I have a bit of a non-traditional application, but one which Splunk is pretty good at 95% of:
There's a big file (call it bigReport.csv), updated daily by a business intelligence system and deposited in a directory on my Splunk server. Let's say it's 25,000 entries showing status of orders. On any given day, lines may be added to the end, changed (order status updated, ship dates changed), or deleted (order is complete and falls out of the search criteria of the BI report). The file has the same name every day.
The mission is to take the data in this file, extract some values from fields, do some lookups against other reports (which have similar ingest problems), and produce some summary data.
I had started by doing a watched directory for this, and ingesting the file. In order to do that, I had to set props.conf CHECK_METHOD = modtime, in case the beginning and the end of the file stayed the same and the CRC's wouldn't show changes.

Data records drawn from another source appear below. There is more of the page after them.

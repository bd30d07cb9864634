use crate::address::{SocketAddress, PF_ADDRESS, PF_HIDE_PORT, PF_LEGACY};
use crate::association::{AssocIoDefaults, Association, UpdateConditionType};
use crate::engine::{
    AssocId, Engine, InstanceId, InstanceParameters, SendResult,
};
use crate::error::{Error, Result};
use crate::master::{GcSets, SocketId};
use crate::notification::{NotificationContent, NotificationQueue, SctpNotification};
use crate::sync::Condition;
use crate::{
    MSG_EOR, MSG_NOTIFICATION, MSG_PEEK, MSG_UNBUNDLED, MSG_UNORDERED, SCTP_MAX_NUM_ADDRESSES,
};

use log::{debug, error, trace, warn};

use std::collections::{HashMap, HashSet, VecDeque};
use std::sync::Arc;
use std::time::{Duration, Instant};

/// Route all child-association events into the socket-level queue.
pub const SSF_GLOBAL_QUEUE: u32 = 1 << 0;
/// Connectionless 1:M behavior: implicit associate on send, implicit accept
/// on first data, idle auto-close.
pub const SSF_AUTO_CONNECT: u32 = 1 << 1;
/// Accepting incoming associations.
pub const SSF_LISTENING: u32 = 1 << 31;

const PRINT_FORMAT: u32 = PF_ADDRESS | PF_HIDE_PORT | PF_LEGACY;

/// A pending incoming association, queued until accept() consumes it.
pub struct IncomingConnection {
    pub assoc_id: AssocId,
    pub notification: SctpNotification,
}

/// Which queue a receive drains.
#[derive(Debug, Copy, Clone, PartialEq, Eq)]
pub enum ReceiveScope {
    Global,
    Assoc(AssocId),
}

/// Out-parameters of one receive step.
#[derive(Debug, Clone, Default)]
pub struct ReceiveInfo {
    pub len: usize,
    pub flags: i32,
    pub assoc_id: AssocId,
    pub stream_id: u16,
    pub proto_id: u32,
    pub ssn: u16,
    pub tsn: u32,
    pub remote_port: u16,
    pub remote_addresses: Vec<String>,
}

/// Result of a non-blocking receive step.
pub enum ReceiveOutcome {
    Received(ReceiveInfo),
    /// Shutdown observed and the queue is drained: end of file.
    Eof(ReceiveInfo),
    /// Queue empty; the caller may wait on the queue's update condition.
    WouldBlock,
}

/// Result of a non-blocking send attempt.
pub enum SendOnce {
    Sent(usize),
    /// Engine transmit queue full; the caller may wait on ready-for-transmit.
    QueueFull,
}

/// An SCTP socket: the wrapper around one engine instance. Owns all of its
/// associations; everything else refers to them by id.
pub struct SctpSocket {
    pub id: SocketId,
    pub flags: u32,

    pub instance_id: Option<InstanceId>,
    pub local_port: u16,
    pub in_streams: u16,
    pub out_streams: u16,

    pub notification_flags: u32,
    pub global_queue: NotificationQueue,
    pub establish_condition: Arc<Condition>,
    pub read_update_condition: Arc<Condition>,
    pub write_update_condition: Arc<Condition>,
    pub except_update_condition: Arc<Condition>,

    pub connection_requests: VecDeque<IncomingConnection>,
    pub assoc_list: HashMap<AssocId, Association>,
    /// Membership of `assoc_list` entries created by auto-connect.
    pub connectionless: HashSet<AssocId>,

    pub auto_close_timeout: Duration,
    pub default_traffic_class: u8,
    /// IO defaults inherited by new associations (SCTP_DEFAULT_SEND_PARAM
    /// applied before any association exists).
    pub default_io: AssocIoDefaults,
    pub send_buffer_default: usize,
    pub receive_buffer_default: usize,

    pub read_ready: bool,
    pub write_ready: bool,
    pub has_exception: bool,
}
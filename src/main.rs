use anyhow::{bail, Context, Result};
use chrono::{NaiveDate, Utc};
use clap::{Parser, Subcommand};
use colored::*;
use std::path::{Path, PathBuf};
use std::sync::Arc;
use tabled::{settings::Style, Table, Tabled};

use aura::config::AppConfig;
use aura::database::{Database, StoredCheckIn};
use aura::directive::TrainingDirective;
use aura::export::{export_history, DateRange, ExportFormat};
use aura::logging::init_logging;
use aura::models::{
    Chronotype, ClockTime, ExperienceLevel, MuscleGroup, MuscleSoreness, ReadinessState,
    SorenessLevel, TrainingGoal, UserProfile, WorkoutSplit,
};
use aura::readiness::ReadinessCalculator;
use aura::service::{CheckInService, HistorySummary};
use aura::sleep::SleepDebtLevel;
use aura::validation::CheckInPayload;
use aura::warehouse::JsonLinesWarehouse;
use aura::AuraError;

/// Aura - Training Readiness CLI
///
/// Turns a daily check-in (sleep, stress, effort, soreness) into a readiness
/// score, a per-muscle recovery map and an hourly performance curve.
#[derive(Parser)]
#[command(name = "aura")]
#[command(version)]
#[command(about = "Training readiness and recovery CLI", long_about = None)]
struct Cli {
    /// Sets a custom config file
    #[arg(short, long, value_name = "FILE", global = true)]
    config: Option<PathBuf>,

    /// Overrides the database file from the config
    #[arg(long, value_name = "FILE", global = true)]
    database: Option<PathBuf>,

    /// Increase verbosity of output
    #[arg(short, long, action = clap::ArgAction::Count, global = true)]
    verbose: u8,

    #[command(subcommand)]
    command: Commands,
}

#[derive(Subcommand)]
enum Commands {
    /// Create a profile
    Register {
        /// Profile id (generated when omitted)
        #[arg(long)]
        id: Option<String>,

        /// lion, bear, wolf or dolphin
        #[arg(long, default_value = "bear")]
        chronotype: Chronotype,

        /// beginner, intermediate or advanced
        #[arg(long, default_value = "intermediate")]
        experience: ExperienceLevel,

        /// hypertrophy, strength or cutting
        #[arg(long, default_value = "hypertrophy")]
        goal: TrainingGoal,

        /// ppl, upper_lower or arnold
        #[arg(long, default_value = "ppl")]
        split: WorkoutSplit,

        /// Nightly sleep target in hours
        #[arg(long, default_value = "8")]
        target_sleep: f64,

        /// Habitual wake time (HH:MM)
        #[arg(long, default_value = "07:00")]
        wake: ClockTime,

        /// IANA timezone name
        #[arg(long, default_value = "UTC")]
        timezone: String,

        /// Make this the default profile even if one is already set
        #[arg(long)]
        set_default: bool,
    },

    /// Record today's check-in
    Checkin {
        /// Profile id (defaults to the configured profile)
        #[arg(short, long)]
        user: Option<String>,

        /// Read the check-in from a JSON payload file
        #[arg(short, long, conflicts_with_all = ["sleep", "stress", "rpe", "soreness"])]
        file: Option<PathBuf>,

        /// Check-in date (YYYY-MM-DD or RFC 3339, default now)
        #[arg(long)]
        date: Option<String>,

        /// Hours slept last night
        #[arg(long)]
        sleep: Option<f64>,

        /// Wake time this morning (HH:MM, default profile wake time)
        #[arg(long)]
        wake: Option<String>,

        /// Stress 0-10
        #[arg(long)]
        stress: Option<f64>,

        /// RPE of the last session 0-10
        #[arg(long)]
        rpe: Option<f64>,

        /// Overall soreness 0-10
        #[arg(long)]
        soreness: Option<f64>,

        /// Sore muscle as GROUP or GROUP=LEVEL (repeatable)
        #[arg(long = "sore", value_parser = parse_sore_muscle)]
        sore: Vec<(MuscleGroup, SorenessLevel)>,

        /// Note on yesterday's session
        #[arg(long)]
        workout: Option<String>,
    },

    /// Show today's readiness
    Readiness {
        #[arg(short, long)]
        user: Option<String>,

        /// Print the dashboard as JSON
        #[arg(long)]
        json: bool,
    },

    /// Show per-muscle recovery
    Recovery {
        #[arg(short, long)]
        user: Option<String>,
    },

    /// Show the hourly performance curve
    Curve {
        #[arg(short, long)]
        user: Option<String>,
    },

    /// List stored check-ins
    History {
        #[arg(short, long)]
        user: Option<String>,

        /// Number of recent check-ins to show
        #[arg(short, long, default_value = "14")]
        limit: usize,

        /// Recompute scores with the current weights
        #[arg(long)]
        rescore: bool,
    },

    /// Show rolling sleep debt
    SleepDebt {
        #[arg(short, long)]
        user: Option<String>,
    },

    /// Export check-in history
    Export {
        #[arg(short, long)]
        user: Option<String>,

        /// Output file path
        #[arg(short, long)]
        output: PathBuf,

        /// Export format (csv, json; inferred from the extension when omitted)
        #[arg(short = 'f', long)]
        format: Option<ExportFormat>,

        /// First day to include (YYYY-MM-DD)
        #[arg(long)]
        from: Option<NaiveDate>,

        /// Last day to include (YYYY-MM-DD)
        #[arg(long)]
        to: Option<NaiveDate>,
    },

    /// Delete every check-in of a profile
    Reset {
        #[arg(short, long)]
        user: Option<String>,

        /// Confirm deletion
        #[arg(long)]
        yes: bool,
    },
}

Pulling only the latest set of data is a challenge too. The file gets updated at approximately the same time every day, but not exactly. So doing earliest=-1d@d might not work, depending on what time of day you access a report.
I came up with:
source=bigReport.csv earliest=-2d | eventstats max(_time) as LatestTime
| where _time > LatestTime-30 | rest-of-search
This is pretty expensive, though. Especially when multiple files are involved in the same way, requiring subsearches to be performed in the same way.
So the bottom line is.. is there a better way to do this? |inputcsv seems tempting, though that has its own issues in terms of data access (those CSVs are readable by any user with search access who can find the file name)
I like it! I left out index and sourcetype for brevity in the original question. I've been having other ingest problems with a file this large, which has made me question the whole method. Sounds like I can still make it work.